JS dialogs freeze the page. Check `browser_page_info` first — if it reports a dialog, handle it before anything else:

```
browser_handle_dialog({ action: "accept" }) // confirm
browser_handle_dialog({ action: "dismiss" }) // cancel
browser_handle_dialog({ action: "accept", promptText: "hello" }) // prompt
```

---

## Parallel execution

Observation tools run in parallel by default.
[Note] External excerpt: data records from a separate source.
//! bletool - a minimal control plane for a Bluetooth LE radio
//!
//! This library drives a local controller over a raw HCI socket on Linux. It
//! either runs a passive scan and decodes the advertising payload of every
//! report it receives, or emits one advertising payload for a fixed time.

pub mod adv_data;
pub mod advertise;
pub mod cancel;
pub mod error;
pub mod hci;
pub mod hexdump;
pub mod report;
pub mod scan;

#[cfg(test)]
pub(crate) mod testing;

// Re-export common types for convenience
pub use adv_data::AdvertisingData;
pub use advertise::{AdvertiseSession, AdvertisingParameters};
pub use cancel::CancelToken;
pub use error::HciError;
pub use hci::{Controller, FilterPolicy, HciChannel, HciCommand, HciEvent, HciFilter, HciSocket};
pub use report::{decode_advertising_payload, AdvertisingPayload};
pub use scan::{ScanParameters, ScanSession, ScanState, ScanSummary};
Mutation tools (`click`, `type`, `scroll`, `navigate`, `switch_tab`, …) are automatically serialized through a shared mutex — emit them in the same turn and the harness FIFO-queues them.

```
# All three run concurrently
browser_snapshot()
browser_network_requests({ sinceMs: 5000 })
browser_http_get({ url: "..." })
```

---

## Tab ownership

The harness never touches tabs you didn't open through it. On first attach it spawns a dedicated Chrome window; subsequent `browser_new_tab` calls open inside that window. `browser_list_tabs` defaults to `scope:"owned"` (pass `scope:"all"` to see read-only listings of your other tabs); `browser_switch_tab` and `browser_close_tab` refuse non-owned tabs.

---

## Temporary scripts

When the built-in tools aren't enough, write a script to disk and run it. Scripts get a `daemon` binding for direct CDP access — much faster than chaining tool calls.

```js
write("/tmp/scrape-pages.js", `
const results = [];
for (const url of params.urls) {
await daemon.session().call("Page.navigate", { url });
await new Promise(r => setTimeout(r, 2000));
const title = await daemon.evaluateJs("document.title");
results.push({ url, title });
}
return { content: [{ type: "text", text: JSON.stringify(results, null, 2) }] };
`)

browser_run_script({ path: "/tmp/scrape-pages.js", params: { urls: [...] } })
```

**Bindings:** `params`, `daemon`, `require`, `signal`, `onUpdate`, `ctx`, `console`, `fetch`, `JSON`, `Buffer`, `setTimeout`, `clearTimeout`.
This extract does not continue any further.